Using this approach, the team made a fascinating discovery about metatitanic acid (H₂TiO₃), which is a titanium-based material and a key component in various catalytic and energy applications. The analysis revealed an alternating layered structure of the metatitanic acid, which was composed of titanium dioxide (TiO₂) and titanium hydroxide (Ti(OH)₄). This structure was found to be very similar to anatase, a natural mineral of titanium dioxide (TiO₂) with unique optical and electronic properties.

“The striking structural resemblance between metatitanic acid and anatase vividly explains why metatitanic acid is a widely favored precursor for the synthesis of the anatase phase of TiO₂,” reveals Senior Lecturer Aso.

This discovery opens possibilities for designing materials with enhanced functionality for real-world uses of titanium oxyhydroxide, like improving the efficiency of chemical reactions in catalysts or boosting the performance of materials in batteries and sensors.

While the structural analysis of titanium oxyhydroxide has great potential, the implications of the research extend far beyond a single material. There are many advanced nanomaterials currently being used in today’s cutting-edge technologies that suffer from the same vulnerability to electron beam damage.
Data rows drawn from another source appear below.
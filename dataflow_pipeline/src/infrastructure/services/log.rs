// /////////////////////////////////////////////////////////////////////////////
// Dataflow Pipeline RS
// Copyright (c) 2025 Michael Gardner, A Bit of Help, Inc.
// SPDX-License-Identifier: BSD-3-Clause
// See LICENSE file in the project root.
// /////////////////////////////////////////////////////////////////////////////

//! # Log Operation
//!
//! Pass-through observation point: emits a structured log line per input
//! namespace and returns the inputs untouched. Optionally restricted to a
//! set of fields, all declared as optional reads so a logged field may be
//! absent without failing the contract.

use std::sync::Arc;
use std::time::Duration;

use tracing::info;

use dataflow_pipeline_domain::services::operation::{
    Operation, OperationCallable, OperationContract, OperationFuture,
};
use dataflow_pipeline_domain::{FieldName, Namespace, PipelineError};

const LOG_PREVIEW_LEN: usize = 120;

/// Logs namespaces as they pass through a stage.
#[derive(Debug, Clone)]
pub struct LogOperation {
    name: String,
    label: Option<String>,
    fields: Option<Vec<FieldName>>,
    timeout: Option<Duration>,
}

impl LogOperation {
    /// Creates a log operation previewing whole namespaces
    pub fn new(name: impl Into<String>) -> Self {
        Self {
            name: name.into(),
            label: None,
            fields: None,
            timeout: None,
        }
    }

    /// Sets the label rendered with every line
    pub fn with_label(mut self, label: impl Into<String>) -> Self {
        self.label = Some(label.into());
        self
    }

    /// Restricts the preview to specific fields
    pub fn with_fields(mut self, fields: Vec<FieldName>) -> Self {
        self.fields = Some(fields);
        self
    }

    /// Sets the operation timeout
    pub fn with_timeout(mut self, timeout: Option<Duration>) -> Self {
        self.timeout = timeout;
        self
    }

    fn render(fields: &Option<Vec<FieldName>>, ns: &Namespace) -> String {
        match fields {
            None => ns.preview(LOG_PREVIEW_LEN),
            Some(names) => {
                let parts: Vec<String> = names
                    .iter()
                    .filter_map(|name| ns.get(name).map(|value| format!("{}: {}", name, value.describe())))
                    .collect();
                format!("{{{}}}", parts.join(", "))
            }
        }
    }
}

impl Operation for LogOperation {
    fn name(&self) -> &str {
        &self.name
    }

    fn contract(&self) -> OperationContract {
        let mut contract = OperationContract::new();
        if let Some(fields) = &self.fields {
            for name in fields {
                contract = contract.reads_optional(name.as_str(), None);
            }
        }
        contract
    }

    fn timeout(&self) -> Option<Duration> {
        self.timeout
    }

    fn create(&self) -> Result<OperationCallable, PipelineError> {
        let label = self.label.clone().unwrap_or_else(|| self.name.clone());
        let fields = self.fields.clone();

        Ok(Arc::new(move |inputs: Vec<Namespace>| {
            let label = label.clone();
            let fields = fields.clone();
            Box::pin(async move {
                for (index, ns) in inputs.iter().enumerate() {
                    info!(
                        target: "dataflow_pipeline::log",
                        label = %label,
                        index,
                        "{}",
                        LogOperation::render(&fields, ns)
                    );
                }
                Ok(inputs)
            }) as OperationFuture
        }))
    }
}
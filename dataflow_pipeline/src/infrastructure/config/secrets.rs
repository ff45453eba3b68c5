// /////////////////////////////////////////////////////////////////////////////
// Dataflow Pipeline RS
// Copyright (c) 2025 Michael Gardner, A Bit of Help, Inc.
// SPDX-License-Identifier: BSD-3-Clause
// See LICENSE file in the project root.
// /////////////////////////////////////////////////////////////////////////////

//! # Secret Token Resolution
//!
//! Model options in the global document may carry two whole-string token
//! forms instead of literal values:
//!
//! - `${ENV_VAR}` resolves from the process environment
//! - `secret://REF` resolves through an injectable [`SecretResolver`]
//!
//! Anything else is literal. A missing environment variable, an
//! unresolvable reference, or a `secret://` token with no resolver
//! configured is a configuration error at load time — never a silent
//! empty string handed to a provider at call time.
//!
//! The environment is injected as a lookup function so tests never mutate
//! process state.

use std::collections::BTreeMap;

use dataflow_pipeline_domain::{PipelineError, Value};

/// Resolves `secret://` references to secret values.
pub trait SecretResolver: Send + Sync {
    /// Resolves a reference, `None` when unknown
    fn resolve(&self, reference: &str) -> Option<String>;
}

impl<F> SecretResolver for F
where
    F: Fn(&str) -> Option<String> + Send + Sync,
{
    fn resolve(&self, reference: &str) -> Option<String> {
        self(reference)
    }
}

/// Resolves one string that may be a secret token.
pub fn resolve_token(
    text: &str,
    env: &dyn Fn(&str) -> Option<String>,
    resolver: Option<&dyn SecretResolver>,
) -> Result<String, PipelineError> {
    if let Some(var) = text.strip_prefix("${").and_then(|rest| rest.strip_suffix('}')) {
        return env(var).ok_or_else(|| {
            PipelineError::InvalidConfiguration(format!("Environment variable '{}' is not set", var))
        });
    }
    if let Some(reference) = text.strip_prefix("secret://") {
        let resolver = resolver.ok_or_else(|| {
            PipelineError::InvalidConfiguration(format!(
                "Secret reference '{}' used but no secret resolver is configured",
                reference
            ))
        })?;
        return resolver.resolve(reference).ok_or_else(|| {
            PipelineError::InvalidConfiguration(format!("Secret reference '{}' could not be resolved", reference))
        });
    }
    Ok(text.to_string())
}

/// Resolves secret tokens inside a value tree.
///
/// Text leaves go through [`resolve_token`]; lists and maps recurse;
/// every other value passes through untouched.
pub fn resolve_value(
    value: &Value,
    env: &dyn Fn(&str) -> Option<String>,
    resolver: Option<&dyn SecretResolver>,
) -> Result<Value, PipelineError> {
    match value {
        Value::Text(text) => Ok(Value::Text(resolve_token(text, env, resolver)?)),
        Value::List(items) => {
            let resolved = items
                .iter()
                .map(|item| resolve_value(item, env, resolver))
                .collect::<Result<Vec<_>, _>>()?;
            Ok(Value::List(resolved))
        }
        Value::Map(entries) => {
            let resolved = entries
                .iter()
                .map(|(key, entry)| Ok((key.clone(), resolve_value(entry, env, resolver)?)))
                .collect::<Result<BTreeMap<_, _>, PipelineError>>()?;
            Ok(Value::Map(resolved))
        }
        other => Ok(other.clone()),
    }
}

/// Resolves an options map against the process environment.
pub fn resolve_options(
    options: &BTreeMap<String, Value>,
    resolver: Option<&dyn SecretResolver>,
) -> Result<BTreeMap<String, Value>, PipelineError> {
    let env = |name: &str| std::env::var(name).ok();
    options
        .iter()
        .map(|(key, value)| Ok((key.clone(), resolve_value(value, &env, resolver)?)))
        .collect()
}
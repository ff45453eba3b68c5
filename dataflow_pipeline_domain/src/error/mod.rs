// /////////////////////////////////////////////////////////////////////////////
// Dataflow Pipeline RS
// Copyright (c) 2025 Michael Gardner, A Bit of Help, Inc.
// SPDX-License-Identifier: BSD-3-Clause
// See LICENSE file in the project root.
// /////////////////////////////////////////////////////////////////////////////

//! Domain error module exposing the unified [`PipelineError`] enum.

pub mod pipeline_error;

pub use pipeline_error::PipelineError;
// /////////////////////////////////////////////////////////////////////////////
// Dataflow Pipeline RS
// Copyright (c) 2025 Michael Gardner, A Bit of Help, Inc.
// SPDX-License-Identifier: BSD-3-Clause
// See LICENSE file in the project root.
// /////////////////////////////////////////////////////////////////////////////

//! # Domain Error System
//!
//! This module provides the hierarchical error system for the dataflow
//! pipeline domain. Failures are organized into three taxonomy groups that
//! mirror when they can occur:
//!
//! ## Error Categories
//!
//! ### Configuration Errors (raised at construction)
//! - **InvalidConfiguration**: Malformed pipe, stage, or operation setup
//! - **InvalidDocument**: A configuration document that fails to parse or
//!   references an unknown vocabulary entry
//! - **MissingOperation**: An operation id with no registered factory
//! - **MissingModel**: A model name absent from the model registry, or an
//!   operation requiring a capability with no model assigned
//! - **MissingPipe**: A pipe name absent from the catalog
//! - **CapabilityMismatch**: An operation's required capability is not in
//!   its assigned model's capability set
//! - **IncompatibleStages**: A non-optional read that no earlier stage
//!   provides
//! - **TypeConflict**: Two parallel operations declare the same field with
//!   different types, or a `disjoint` stage with overlapping sets
//!
//! ### Execution Errors (raised at invocation)
//! - **Timeout**: A pipe, stage, or operation deadline fired
//! - **EmptyInput**: A pipe was invoked with an empty input mapping
//! - **OperationFailed**: An operation callable reported a failure of its
//!   own
//!
//! ### Contract Errors (raised by the executor)
//! - **PropertyNotFound**: A declared non-optional read or set is absent
//! - **TypeMismatch**: A value fails structural validation against its
//!   declared type
//! - **UnexpectedProperty**: An output grew a field the operation never
//!   declared, or kept a field it declared deleted
//! - **UnexpectedDeletion**: An output lost a field the operation never
//!   declared deleted
//! - **OutputCountMismatch**: An operation without `allows_count_change`
//!   returned a different number of namespaces than it received
//!
//! Contract errors are not recoverable by the core; an operation's error
//! handler is consulted only for failures raised by its own callable.
//!
//! User-visible messages carry the qualified operation/stage/pipe name and,
//! for contract errors, the offending field path.

use thiserror::Error;

/// Domain-specific errors for the dataflow pipeline system.
///
/// Each variant includes a descriptive message. Variants map one-to-one
/// onto the taxonomy documented at module level; [`PipelineError::category`]
/// returns the group a variant belongs to.
#[derive(Error, Debug, Clone)]
pub enum PipelineError {
    // Configuration
    #[error("Invalid configuration: {0}")]
    InvalidConfiguration(String),

    #[error("Invalid document: {0}")]
    InvalidDocument(String),

    #[error("Missing operation: {0}")]
    MissingOperation(String),

    #[error("Missing model: {0}")]
    MissingModel(String),

    #[error("Missing pipe: {0}")]
    MissingPipe(String),

    #[error("Capability mismatch: {0}")]
    CapabilityMismatch(String),

    #[error("Incompatible stages: {0}")]
    IncompatibleStages(String),

    #[error("Type conflict: {0}")]
    TypeConflict(String),

    // Execution
    #[error("Timeout: {0}")]
    Timeout(String),

    #[error("Empty input: {0}")]
    EmptyInput(String),

    #[error("Operation failed: {0}")]
    OperationFailed(String),

    // Contract
    #[error("Property not found: {0}")]
    PropertyNotFound(String),

    #[error("Type mismatch: {0}")]
    TypeMismatch(String),

    #[error("Unexpected property: {0}")]
    UnexpectedProperty(String),

    #[error("Unexpected deletion: {0}")]
    UnexpectedDeletion(String),

    #[error("Output count mismatch: {0}")]
    OutputCountMismatch(String),

    // Interop
    #[error("IO error: {0}")]
    IoError(String),

    #[error("Serialization error: {0}")]
    SerializationError(String),

    #[error("Internal error: {0}")]
    InternalError(String),
}

impl PipelineError {
    /// Creates a new configuration error
    pub fn invalid_config(msg: impl Into<String>) -> Self {
        Self::InvalidConfiguration(msg.into())
    }

    /// Creates a new document error
    pub fn invalid_document(msg: impl Into<String>) -> Self {
        Self::InvalidDocument(msg.into())
    }

    /// Creates a new timeout error
    pub fn timeout(msg: impl Into<String>) -> Self {
        Self::Timeout(msg.into())
    }

    /// Creates a new operation failure error
    pub fn operation_failed(msg: impl Into<String>) -> Self {
        Self::OperationFailed(msg.into())
    }

    /// Creates a new internal error
    pub fn internal_error(msg: impl Into<String>) -> Self {
        Self::InternalError(msg.into())
    }

    /// Checks if the error is a contract violation raised by the executor
    pub fn is_contract_violation(&self) -> bool {
        matches!(
            self,
            PipelineError::PropertyNotFound(_)
                | PipelineError::TypeMismatch(_)
                | PipelineError::UnexpectedProperty(_)
                | PipelineError::UnexpectedDeletion(_)
                | PipelineError::OutputCountMismatch(_)
        )
    }

    /// Checks if the error is raised during construction rather than
    /// invocation
    pub fn is_configuration_error(&self) -> bool {
        self.category() == "configuration"
    }

    /// Checks if the error is a timeout
    pub fn is_timeout(&self) -> bool {
        matches!(self, PipelineError::Timeout(_))
    }

    /// Gets the error category
    pub fn category(&self) -> &'static str {
        match self {
            PipelineError::InvalidConfiguration(_)
            | PipelineError::InvalidDocument(_)
            | PipelineError::MissingOperation(_)
            | PipelineError::MissingModel(_)
            | PipelineError::MissingPipe(_)
            | PipelineError::CapabilityMismatch(_)
            | PipelineError::IncompatibleStages(_)
            | PipelineError::TypeConflict(_) => "configuration",
            PipelineError::Timeout(_) | PipelineError::EmptyInput(_) | PipelineError::OperationFailed(_) => {
                "execution"
            }
            PipelineError::PropertyNotFound(_)
            | PipelineError::TypeMismatch(_)
            | PipelineError::UnexpectedProperty(_)
            | PipelineError::UnexpectedDeletion(_)
            | PipelineError::OutputCountMismatch(_) => "contract",
            PipelineError::IoError(_) | PipelineError::SerializationError(_) | PipelineError::InternalError(_) => {
                "internal"
            }
        }
    }
}

// Implement conversion from standard library errors
impl From<std::io::Error> for PipelineError {
    fn from(err: std::io::Error) -> Self {
        PipelineError::IoError(err.to_string())
    }
}

impl From<serde_json::Error> for PipelineError {
    fn from(err: serde_json::Error) -> Self {
        PipelineError::SerializationError(err.to_string())
    }
}

// NOTE: YAML error conversion lives in the engine crate - serialization
// format is an infrastructure concern. The domain only needs JSON
// serialization for value interop.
The method developed at JAIST sets the stage for investigating these materials for improved outcomes and innovations in clean energy, electronics, and sustainable technologies.

In addition to expanding what’s possible in experimental research, the study aligns well with the growing role of computational research in materials science. Looking ahead, the researchers envision their lattice correlation analysis becoming an essential tool in this data-driven future, enabling smarter material design and the development of high-performance devices.

###

Reference

About Japan Advanced Institute of Science and Technology, Japan

Founded in 1990 in Ishikawa prefecture, the Japan Advanced Institute of Science and Technology (JAIST) was the first independent national graduate university that has its own campus in Japan. Now, after 30 years of steady progress, JAIST has become one of Japan’s top-ranking universities. JAIST strives to foster capable leaders with a state-of-the-art education system where diversity is key; about 40% of its alumni are international students. The university has a unique style of graduate education based on a carefully designed coursework-oriented curriculum to ensure that its students have a solid foundation on which to carry out cutting-edge research. JAIST also works closely with both local and overseas communities by promoting industry–academia collaborative research.  

About Professor Yoshifumi Oshima from Japan Advanced Institute of Science and Technology, Japan

Dr. Yoshifumi Oshima is a Professor at the Nanomaterials and Devices Research Area, Japan Advanced Institute of Science and Technology (JAIST), Japan. He earned his Ph.D. from Tokyo Institute of Technology in 2001 and has a rich experience of almost 20 years in academia and research. His research focuses on surface/interface physics, electron diffraction, and nanomaterials with over 120 publications to his credit. In recognition of his efforts, he has been awarded multiple honors, including the Young Investigator Award (2014) and Best Poster Award (2008).